The new numbers will of course reflect this, so any year-over-year comparisons will also be compared with like-for-like data.
|Intel Q1 2015 Financial Results (GAAP)|
|Client Computing Group Revenue||$7.4B||-16%||-8%|
|Data Center Group Revenue||$3.7B||-10%||+19%|
|Internet of Things Revenue||$533M||-10%||+11%|
|Software and Services Revenue||$534M||-4%||-3%|
|All Other Revenue||$615M||0%||+13%|
That being said, the Client Computing Group did not have an excellent quarter. Declining PC sales due to the slowing of corporate customers performing Windows 7 migrations has put a damper on this group.
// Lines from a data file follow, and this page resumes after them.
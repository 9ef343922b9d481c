//! Session orchestration: connect, discover, dispatch once, stop later.
//!
//! [`SessionOrchestrator`] drives one request through
//! `idle → connecting → scanning → (dispatched | exhausted) → closed`.
//! Once connected, a [`Session`] owns the client, the scan controller and
//! the dispatched flag, and consumes server notifications one at a time
//! from the subscription channel opened before the connect attempt.

use std::sync::Arc;

use chrono::Utc;
use tokio::sync::mpsc;

use super::dispatcher::CommandDispatcher;
use super::scan::ScanController;
use crate::client::{ControlClient, ControlConnector, DiscoveredDevice, ServerEvent};
use crate::domain::{
    ActionRequest, DeviceInfo, EventBus, SessionEvent, SessionId, SessionOutcome, SessionState,
    classify,
};

/// Drives one [`ActionRequest`] from connection to its terminal outcome.
///
/// There are no retries: every failure goes straight to `closed`.
#[derive(Debug)]
pub struct SessionOrchestrator<K> {
    id: SessionId,
    connector: Arc<K>,
    request: ActionRequest,
    event_bus: EventBus,
    state: SessionState,
}

impl<K: ControlConnector> SessionOrchestrator<K> {
    /// Prepares a session in the `idle` state.
    #[must_use]
    pub fn new(connector: Arc<K>, request: ActionRequest, event_bus: EventBus) -> Self {
        Self {
            id: SessionId::new(),
            connector,
            request,
            event_bus,
            state: SessionState::Idle,
        }
    }

    /// Session identifier.
    #[must_use]
    pub const fn id(&self) -> SessionId {
        self.id
    }

    /// Current lifecycle state.
    #[must_use]
    pub const fn state(&self) -> SessionState {
        self.state
    }

    /// Runs the session to completion.
    ///
    /// Returns once the command has been dispatched (the stop keeps running
    /// in the background), once scanning ended with nothing dispatched, or
    /// once the connection attempt failed.
    pub async fn run(mut self) -> SessionOutcome {
        tracing::info!(
            session_id = %self.id,
            address = %self.request.address(),
            action = self.request.payload().kind(),
            "session started"
        );
        self.transition(SessionState::Connecting);

        let (events_tx, mut events) = mpsc::unbounded_channel();
        let client = match self.connector.connect(self.request.address(), events_tx).await {
            Ok(client) => Arc::new(client),
            Err(err) => {
                tracing::warn!(
                    session_id = %self.id,
                    address = %self.request.address(),
                    error = %err,
                    "control server connection failed"
                );
                return self.close(SessionOutcome::ConnectionFailed);
            }
        };

        let mut session = Session::new(self.id, client, self.event_bus.clone());
        self.transition(SessionState::Scanning);
        let outcome = if session.start_discovery().await {
            loop {
                let Some(event) = events.recv().await else {
                    break SessionOutcome::Exhausted;
                };
                if let Some(outcome) = session.handle(event, &self.request).await {
                    break outcome;
                }
            }
        } else {
            // No scan is running, so nothing new will be announced: only the
            // devices already reported can still be used.
            let mut outcome = SessionOutcome::Exhausted;
            while let Ok(event) = events.try_recv() {
                if let Some(done) = session.handle(event, &self.request).await {
                    outcome = done;
                    break;
                }
            }
            outcome
        };

        self.transition(match outcome {
            SessionOutcome::Exhausted | SessionOutcome::ConnectionFailed => {
                SessionState::Exhausted
            }
            SessionOutcome::Dispatched { .. } | SessionOutcome::CommandFailed { .. } => {
                SessionState::Dispatched
            }
        });
        self.close(outcome)
    }

    fn transition(&mut self, next: SessionState) {
        debug_assert!(
            self.state.can_transition_to(next),
            "illegal transition {} -> {next}",
            self.state
        );
        self.state = next;
        tracing::debug!(session_id = %self.id, state = %next, "session state changed");
        let _ = self.event_bus.publish(SessionEvent::StateChanged {
            session_id: self.id,
            state: next,
            timestamp: Utc::now(),
        });
    }

    fn close(mut self, outcome: SessionOutcome) -> SessionOutcome {
        self.transition(SessionState::Closed);
        tracing::info!(session_id = %self.id, ?outcome, "session closed");
        let _ = self.event_bus.publish(SessionEvent::SessionClosed {
            session_id: self.id,
            outcome,
            timestamp: Utc::now(),
        });
        outcome
    }
}

/// A connected session: the client, discovery state and the dispatched
/// flag.
///
/// Only the orchestrator's task touches it, so the flag needs no lock.
#[derive(Debug)]
pub struct Session<C> {
    id: SessionId,
    client: Arc<C>,
    scan: ScanController<C>,
    dispatcher: CommandDispatcher<C>,
    event_bus: EventBus,
    dispatched: bool,
}

impl<C: ControlClient> Session<C> {
    /// Wraps a freshly connected client.
    #[must_use]
    pub fn new(id: SessionId, client: Arc<C>, event_bus: EventBus) -> Self {
        Self {
            id,
            scan: ScanController::new(Arc::clone(&client), id),
            dispatcher: CommandDispatcher::new(Arc::clone(&client), id, event_bus.clone()),
            client,
            event_bus,
            dispatched: false,
        }
    }

    /// Returns `true` once a command has been sent (or attempted).
    #[must_use]
    pub const fn is_dispatched(&self) -> bool {
        self.dispatched
    }

    /// Starts discovery. Returns `false` if the server refused; the refusal
    /// is logged and only devices the server already knew about remain.
    pub async fn start_discovery(&mut self) -> bool {
        match self.scan.start().await {
            Ok(()) => true,
            Err(err) => {
                tracing::warn!(session_id = %self.id, error = %err, "start scanning failed");
                false
            }
        }
    }

    /// Handles one server notification. Returns the session outcome once
    /// the session is done.
    pub async fn handle(
        &mut self,
        event: ServerEvent,
        request: &ActionRequest,
    ) -> Option<SessionOutcome> {
        match event {
            ServerEvent::DeviceAdded(info) => self.on_device(&info, request).await,
            ServerEvent::DeviceRemoved { device_index } => {
                tracing::debug!(session_id = %self.id, device_index, "device removed");
                None
            }
            ServerEvent::ScanningFinished => {
                self.scan.on_finished();
                let _ = self.event_bus.publish(SessionEvent::ScanningFinished {
                    session_id: self.id,
                    timestamp: Utc::now(),
                });
                (!self.dispatched).then_some(SessionOutcome::Exhausted)
            }
            ServerEvent::Disconnected { reason } => {
                tracing::warn!(session_id = %self.id, %reason, "control server disconnected");
                (!self.dispatched).then_some(SessionOutcome::Exhausted)
            }
        }
    }

    async fn on_device(
        &mut self,
        info: &DeviceInfo,
        request: &ActionRequest,
    ) -> Option<SessionOutcome> {
        if self.dispatched {
            tracing::debug!(
                session_id = %self.id,
                device_index = info.index,
                "action already dispatched; ignoring device"
            );
            return None;
        }

        let capability = classify(info, request);
        let _ = self.event_bus.publish(SessionEvent::DeviceDiscovered {
            session_id: self.id,
            device_index: info.index,
            device_name: info.name.clone(),
            capability,
            timestamp: Utc::now(),
        });
        if !capability.is_supported() {
            tracing::debug!(
                session_id = %self.id,
                device_index = info.index,
                device = %info.name,
                action = request.payload().kind(),
                "device does not support the requested action"
            );
            return None;
        }

        self.dispatched = true;
        let device = DiscoveredDevice::new(info, self.client.as_ref());
        let outcome = match self.dispatcher.dispatch(&device, capability, request).await {
            // The stop timer runs detached from here on.
            Ok(stop) => SessionOutcome::Dispatched {
                device_index: stop.device_index(),
            },
            Err(_) => SessionOutcome::CommandFailed {
                device_index: info.index,
            },
        };
        self.scan.halt().await;
        Some(outcome)
    }
}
Revenue for the group was $7.4 billion, which is down 16% from last quarter, and down 8% from last year. Breaking the numbers down a bit further, desktop platform volumes were down 16% year-over-year, which is a pretty sharp decline. At the same time, the average selling price for desktop platforms went up 2% to help offset this loss. Notebook platforms on the other hand were up 3% year-over-year, but the average selling prices of notebook platforms went down 3%. Tablet volumes were up 45% as compared to Q1 2014. Compared to Q4 2014, the entire group had revenue down 16%, platform volumes down 18%, and average selling prices up 1%.
The Data Center Group had almost the polar opposite, with revenue of $3.7 billion which is up 19% year-over-year, with platform volumes up 15%, and average selling prices up 5%. Compared to Q4 2014, revenue was down 10% with volumes down 7% and average selling price also down 3%.
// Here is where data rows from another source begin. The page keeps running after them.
//! Control server message envelope (Buttplug protocol, message version 3).
//!
//! Every websocket text frame carries a JSON array of messages; each message
//! is an object with a single key naming its type:
//!
//! ```json
//! [{"StartScanning": {"Id": 4}}]
//! ```
//!
//! Only the subset a single-action session needs is modeled. Unknown server
//! messages fail to deserialize and are skipped by the reader.

use serde::{Deserialize, Serialize};

use crate::domain::DeviceInfo;

/// Protocol version requested during the handshake.
pub const MESSAGE_VERSION: u32 = 3;

/// Actuator type string for vibration motors.
pub const ACTUATOR_VIBRATE: &str = "Vibrate";

/// Message carrying only an id.
#[derive(Debug, Clone, Copy, PartialEq, Eq, Serialize, Deserialize)]
#[serde(rename_all = "PascalCase")]
pub struct Id {
    /// Correlation id; `0` for server-initiated messages.
    pub id: u32,
}

/// Opening handshake.
#[derive(Debug, Clone, PartialEq, Eq, Serialize)]
#[serde(rename_all = "PascalCase")]
pub struct RequestServerInfo {
    /// Correlation id.
    pub id: u32,
    /// Name the server shows for this client.
    pub client_name: String,
    /// Requested protocol version.
    pub message_version: u32,
}

/// One scalar actuator setting.
#[derive(Debug, Clone, PartialEq, Serialize)]
#[serde(rename_all = "PascalCase")]
pub struct ScalarSubcommand {
    /// Scalar actuator index on the device.
    pub index: u32,
    /// Level in `[0.0, 1.0]`.
    pub scalar: f64,
    /// Actuator type, e.g. [`ACTUATOR_VIBRATE`].
    pub actuator_type: String,
}

/// Set scalar actuator levels.
#[derive(Debug, Clone, PartialEq, Serialize)]
#[serde(rename_all = "PascalCase")]
pub struct ScalarCmd {
    /// Correlation id.
    pub id: u32,
    /// Target device.
    pub device_index: u32,
    /// Per-actuator levels.
    pub scalars: Vec<ScalarSubcommand>,
}

/// One linear actuator movement.
#[derive(Debug, Clone, PartialEq, Serialize)]
#[serde(rename_all = "PascalCase")]
pub struct VectorSubcommand {
    /// Linear actuator index on the device.
    pub index: u32,
    /// Movement duration in milliseconds.
    pub duration: u32,
    /// Target position in `[0.0, 1.0]`.
    pub position: f64,
}

/// Move linear actuators.
#[derive(Debug, Clone, PartialEq, Serialize)]
#[serde(rename_all = "PascalCase")]
pub struct LinearCmd {
    /// Correlation id.
    pub id: u32,
    /// Target device.
    pub device_index: u32,
    /// Per-actuator movements.
    pub vectors: Vec<VectorSubcommand>,
}

/// Message addressed to one device.
#[derive(Debug, Clone, Copy, PartialEq, Eq, Serialize, Deserialize)]
#[serde(rename_all = "PascalCase")]
pub struct DeviceCmd {
    /// Correlation id.
    pub id: u32,
    /// Target device.
    pub device_index: u32,
}

/// Client → server messages.
#[derive(Debug, Clone, PartialEq, Serialize)]
pub enum ClientMessage {
    /// Handshake.
    RequestServerInfo(RequestServerInfo),
    /// Keep-alive.
    Ping(Id),
    /// Start discovery.
    StartScanning(Id),
    /// Stop discovery.
    StopScanning(Id),
    /// Ask for the devices the server already knows.
    RequestDeviceList(Id),
    /// Vibrate and other scalar actuators.
    ScalarCmd(ScalarCmd),
    /// Linear actuators.
    LinearCmd(LinearCmd),
    /// Stop one device.
    StopDeviceCmd(DeviceCmd),
}

impl ClientMessage {
    /// Correlation id of this message.
    #[must_use]
    pub const fn id(&self) -> u32 {
        match self {
            Self::RequestServerInfo(m) => m.id,
            Self::Ping(m) | Self::StartScanning(m) | Self::StopScanning(m) => m.id,
            Self::RequestDeviceList(m) => m.id,
            Self::ScalarCmd(m) => m.id,
            Self::LinearCmd(m) => m.id,
            Self::StopDeviceCmd(m) => m.id,
        }
    }

    /// Encodes the message as a single-element frame.
    ///
    /// # Errors
    ///
    /// Returns the serializer error, which only happens for non-finite
    /// floats.
    pub fn to_frame(&self) -> Result<String, serde_json::Error> {
        serde_json::to_string(&[self])
    }
}

/// Reply to a failed request, or an unsolicited server error.
#[derive(Debug, Clone, PartialEq, Eq, Deserialize)]
#[serde(rename_all = "PascalCase")]
pub struct ErrorMessage {
    /// Id of the failed request.
    pub id: u32,
    /// Human-readable reason.
    pub error_message: String,
    /// Server error class.
    #[serde(default)]
    pub error_code: u32,
}

/// Handshake reply.
#[derive(Debug, Clone, PartialEq, Eq, Deserialize)]
#[serde(rename_all = "PascalCase")]
pub struct ServerInfo {
    /// Id of the handshake request.
    pub id: u32,
    /// Server display name.
    #[serde(default)]
    pub server_name: String,
    /// Protocol version the server speaks.
    pub message_version: u32,
    /// Milliseconds the server waits for a ping before disconnecting;
    /// `0` disables pinging.
    #[serde(default)]
    pub max_ping_time: u32,
}

/// Declared scalar actuator.
#[derive(Debug, Clone, PartialEq, Eq, Deserialize)]
#[serde(rename_all = "PascalCase")]
pub struct ScalarAttributes {
    /// Actuator type, e.g. `"Vibrate"` or `"Rotate"`.
    pub actuator_type: String,
    /// Number of distinct levels.
    #[serde(default)]
    pub step_count: u32,
}

/// Declared linear actuator.
#[derive(Debug, Clone, PartialEq, Eq, Deserialize)]
#[serde(rename_all = "PascalCase")]
pub struct LinearAttributes {
    /// Number of distinct positions.
    #[serde(default)]
    pub step_count: u32,
}

/// Commands a device accepts, with per-actuator attributes.
#[derive(Debug, Clone, Default, PartialEq, Eq, Deserialize)]
pub struct DeviceMessages {
    /// Scalar actuators.
    #[serde(rename = "ScalarCmd", default)]
    pub scalar_cmd: Vec<ScalarAttributes>,
    /// Linear actuators.
    #[serde(rename = "LinearCmd", default)]
    pub linear_cmd: Vec<LinearAttributes>,
}

/// Device description, used both in `DeviceAdded` and inside `DeviceList`.
#[derive(Debug, Clone, PartialEq, Eq, Deserialize)]
#[serde(rename_all = "PascalCase")]
pub struct DeviceEntry {
    /// `0` for `DeviceAdded`; absent inside `DeviceList`.
    #[serde(default)]
    pub id: u32,
    /// Server-assigned device index.
    pub device_index: u32,
    /// Device name.
    pub device_name: String,
    /// Accepted commands.
    #[serde(default)]
    pub device_messages: DeviceMessages,
}

impl From<DeviceEntry> for DeviceInfo {
    fn from(entry: DeviceEntry) -> Self {
        let vibrate_actuators = entry
            .device_messages
            .scalar_cmd
            .iter()
            .zip(0u32..)
            .filter(|(attrs, _)| attrs.actuator_type == ACTUATOR_VIBRATE)
            .map(|(_, index)| index)
            .collect();
        let linear_actuators =
            u32::try_from(entry.device_messages.linear_cmd.len()).unwrap_or(u32::MAX);
        Self {
            index: entry.device_index,
            name: entry.device_name,
            vibrate_actuators,
            linear_actuators,
        }
    }
}

/// Reply to `RequestDeviceList`.
#[derive(Debug, Clone, PartialEq, Eq, Deserialize)]
#[serde(rename_all = "PascalCase")]
pub struct DeviceList {
    /// Id of the request.
    pub id: u32,
    /// Known devices.
    #[serde(default)]
    pub devices: Vec<DeviceEntry>,
}

/// Server → client messages.
#[derive(Debug, Clone, PartialEq, Eq, Deserialize)]
pub enum ServerMessage {
    /// Request accepted.
    Ok(Id),
    /// Request rejected.
    Error(ErrorMessage),
    /// Handshake reply.
    ServerInfo(ServerInfo),
    /// Known devices.
    DeviceList(DeviceList),
    /// A device became available.
    DeviceAdded(DeviceEntry),
    /// A device went away.
    DeviceRemoved(DeviceCmd),
    /// Discovery ended.
    ScanningFinished(Id),
}

impl ServerMessage {
    /// Correlation id of this message.
    #[must_use]
    pub const fn id(&self) -> u32 {
        match self {
            Self::Ok(m) | Self::ScanningFinished(m) => m.id,
            Self::Error(m) => m.id,
            Self::ServerInfo(m) => m.id,
            Self::DeviceList(m) => m.id,
            Self::DeviceAdded(m) => m.id,
            Self::DeviceRemoved(m) => m.id,
        }
    }

    /// Message type name, for logs.
    #[must_use]
    pub const fn name(&self) -> &'static str {
        match self {
            Self::Ok(_) => "Ok",
            Self::Error(_) => "Error",
            Self::ServerInfo(_) => "ServerInfo",
            Self::DeviceList(_) => "DeviceList",
            Self::DeviceAdded(_) => "DeviceAdded",
            Self::DeviceRemoved(_) => "DeviceRemoved",
            Self::ScanningFinished(_) => "ScanningFinished",
        }
    }
}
The Internet of Things group is still relatively small at Intel, but posted an 11% year-over-year growth with revenues now coming in at $533 million. This is a 10% drop as compared to Q4 2014.
Software and Services is roughly the same size of overall business as IoT, with revenues at $534 million, which was down 3% year-over-year and 4% quarter-over-quarter.
The “All Other” segment which includes non-volatile memory (NAND flash memory), SoCs for wearables and emerging computing, and corporate expenses had revenues of $615 million, up 13% year-over-year and flat quarter-over-quarter.
Intel bought back 26 million shares in Q1, meaning they have repurchased 203 million shares back since Q1 2014.
In Q2 we should start to see the new Atom chips come to market, and devices like the Surface 3 have already been confirmed to be running the latest 14 nm Atom chip. Also, there should be some talk of Skylake, which is the next Intel Core architecture, although details may be scarce until Q3.
On the financial side, Intel is forecasting revenue of $13.2 billion plus or minus $500 million for Q2, with a Gross Margin of 62%. For the full year, Intel is expecting revenue to remain flat.